Ein mittelständischer Automobilzulieferer entschließt sich zur Einführung eines ERP-Systems. Das Unternehmen betraut deshalb einen Dienstleister mit der Einrichtung eines Standardsystems sowie dessen Weiterentwicklung und Wartung. Alle Vorkehrungen für eine erfolgreiche Umsetzung des Projektes scheinen getroffen: Die Anforderungen an die Weiterentwicklung der Software sind bereits definiert und ein Standardsystem wird zügig ausgewählt. Auch die Budgetfrage wird geklärt: Neben einem Festbetrag zu Beginn wird eine laufende Zahlung für die Weiterentwicklung und Wartung vereinbart. Das passt in den Budgetrahmen des Kunden und entspricht ebenso den Gewinnerwartungen des Anbieters.
Dennoch steht das Projekt nun nach mehreren Jahren erfolgreicher Projektarbeit plötzlich vor dem Aus. Die Folge: beide Vertragspartner halten ihre jeweiligen Leistungen zurück und streiten sich über jede Kleinigkeit. Die Fronten scheinen derart verhärtet, dass neben dem Projektstillstand nun eine langwierige und kostspielige rechtliche Auseinandersetzung droht.

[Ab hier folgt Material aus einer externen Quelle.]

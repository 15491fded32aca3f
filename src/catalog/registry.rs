//! Operation catalog: the immutable registry of tool operations.
//!
//! The catalog is assembled once at startup and never mutated afterwards, so it can
//! be shared behind an `Arc` by any number of concurrent invocations.

use super::builtin;
use super::types::{ArgumentLocation, OperationDescriptor};
use crate::error::{AdapterError, AdapterResult, BuildError, BuildResult};
use std::collections::HashMap;

/// Registry of operation descriptors keyed by unique name.
#[derive(Debug, Clone)]
pub struct OperationCatalog {
    operations: Vec<OperationDescriptor>,
    index: HashMap<String, usize>,
}

impl OperationCatalog {
    /// Build a catalog from descriptors, preserving their order.
    ///
    /// Fails on duplicate names, path placeholders without a matching path argument
    /// (and the reverse), and fan-outs that reference unknown operations or
    /// arguments.
    pub fn new(operations: Vec<OperationDescriptor>) -> BuildResult<Self> {
        let mut index = HashMap::with_capacity(operations.len());
        for (position, descriptor) in operations.iter().enumerate() {
            if index.insert(descriptor.name.clone(), position).is_some() {
                return Err(BuildError::DuplicateOperation {
                    name: descriptor.name.clone(),
                });
            }
            Self::check_descriptor(descriptor)?;
        }

        let catalog = Self { operations, index };
        catalog.check_fan_outs()?;
        Ok(catalog)
    }

    /// The Freshservice catalog shipped with the adapter.
    pub fn freshservice() -> BuildResult<Self> {
        Self::new(builtin::operations())
    }

    /// Resolve an operation by name.
    pub fn lookup(&self, name: &str) -> AdapterResult<&OperationDescriptor> {
        self.get(name)
            .ok_or_else(|| AdapterError::unknown_operation(name))
    }

    pub fn get(&self, name: &str) -> Option<&OperationDescriptor> {
        self.index.get(name).map(|&position| &self.operations[position])
    }

    /// All operations, in registration order.
    pub fn list(&self) -> &[OperationDescriptor] {
        &self.operations
    }

    pub fn len(&self) -> usize {
        self.operations.len()
    }

    pub fn is_empty(&self) -> bool {
        self.operations.is_empty()
    }

    fn check_descriptor(descriptor: &OperationDescriptor) -> BuildResult<()> {
        let invalid = |message: String| BuildError::InvalidDescriptor {
            name: descriptor.name.clone(),
            message,
        };

        let placeholders = descriptor.endpoint.placeholders();
        for placeholder in &placeholders {
            match descriptor.argument(placeholder) {
                Some(arg) if arg.location == ArgumentLocation::Path && arg.required => {}
                _ => {
                    return Err(invalid(format!(
                        "path placeholder '{{{placeholder}}}' needs a required path argument"
                    )));
                }
            }
        }

        for (position, arg) in descriptor.arguments.iter().enumerate() {
            if descriptor.arguments[..position]
                .iter()
                .any(|earlier| earlier.name == arg.name)
            {
                return Err(invalid(format!("argument '{}' declared twice", arg.name)));
            }
            if arg.location == ArgumentLocation::Path && !placeholders.contains(&arg.name.as_str()) {
                return Err(invalid(format!(
                    "path argument '{}' has no placeholder",
                    arg.name
                )));
            }
        }
        Ok(())
    }

    fn check_fan_outs(&self) -> BuildResult<()> {
        for descriptor in &self.operations {
            let Some(fan_out) = &descriptor.fan_out else {
                continue;
            };
            let target = self.get(&fan_out.operation).ok_or_else(|| {
                BuildError::InvalidDescriptor {
                    name: descriptor.name.clone(),
                    message: format!("fan-out targets unknown operation '{}'", fan_out.operation),
                }
            })?;
            if target.argument(&fan_out.argument).is_none() || target.pagination.is_paginated() {
                return Err(BuildError::InvalidDescriptor {
                    name: descriptor.name.clone(),
                    message: format!(
                        "fan-out target '{}' must be a single-entity operation taking '{}'",
                        fan_out.operation, fan_out.argument
                    ),
                });
            }
        }
        Ok(())
    }
}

Wie sich im Nachhinein schnell herausstellt, ist der lückenhafte Projektvertrag die eigentliche Ursache des Problems. Für den Fall einer dynamischen Entwicklung des Projektes waren die Regelungen zu grob getroffen. Damit haben die Vereinbarungen bei Projektstart dessen dynamischen Verlauf nicht genau genug geregelt. Die Weiterentwicklung und Individualisierung der Software waren aufwändiger, als ursprünglich geplant. Die anfänglichen Schätzungen haben sich mit der Zeit als völlig unzureichend erwiesen. Aus Sicht des Zulieferers ein nicht ungewöhnlicher Vorgang, denn, wie in der Branche, üblich musste er durchaus damit rechnen, dass sich das Anforderungsprofil des Projektes aus seiner Sicht im Laufe der Zeit wesentlich ändern könnte. Der Anbieter steht da allerdings auf einem ganz anderen Standpunkt. Er sieht solche Mehraufwände nicht mehr als Vertragsbestandteil an und stellt die Zusatzkosten zum vertraglich vereinbarten Betrag in Rechnung. Und nicht nur das: Er verlangt auch einen Aufschlag auf seine bisherigen Tagessätze auf Grundlage der Inflation der letzten Jahre.
Diese nachträglichen Forderungen des Anbieters sind kein Einzelfall. Viele Auftraggeber sitzen dem Irrglauben auf, dass aufgrund einmalig definierter Leistungen, die Zahlung an den Anbieter komplett verabschiedet sei. Der Teufel liegt in der Dynamik von IT-Projekten, die im Vertrag nicht durch entsprechende Regelungen erfasst wurden. Durch schnelle technologische und wirtschaftliche Entwicklungen ändern sich während der Durchführung eines Projektes auch dessen Anforderungen und Erwartungen an die vereinbarten Leistungen.
Derart veränderte Umstände während eines auf mehrere Jahre angelegten Projekts sind dabei für jede der Vertragsparteien von Bedeutung. Denn neben der Veränderung der Anforderung an die IT-Hauptleistung (wie z.B. die individuelle Erstellung oder laufende Anpassung von Software, das Outsourcing und/oder Hosting von IT-Anwendungen) muss auch die Inflation berücksichtigt werden, die durch die Entlohnung im Verlauf eines Projekts immer mehr an Wert verliert. Genau diese Veränderung gilt es bereits zu Projektbeginn in einem IT-Vertrag zu berücksichtigen und zu regeln – nur so werden Unstimmigkeiten im Verlauf eines längeren Projektzeitraumes vermieden.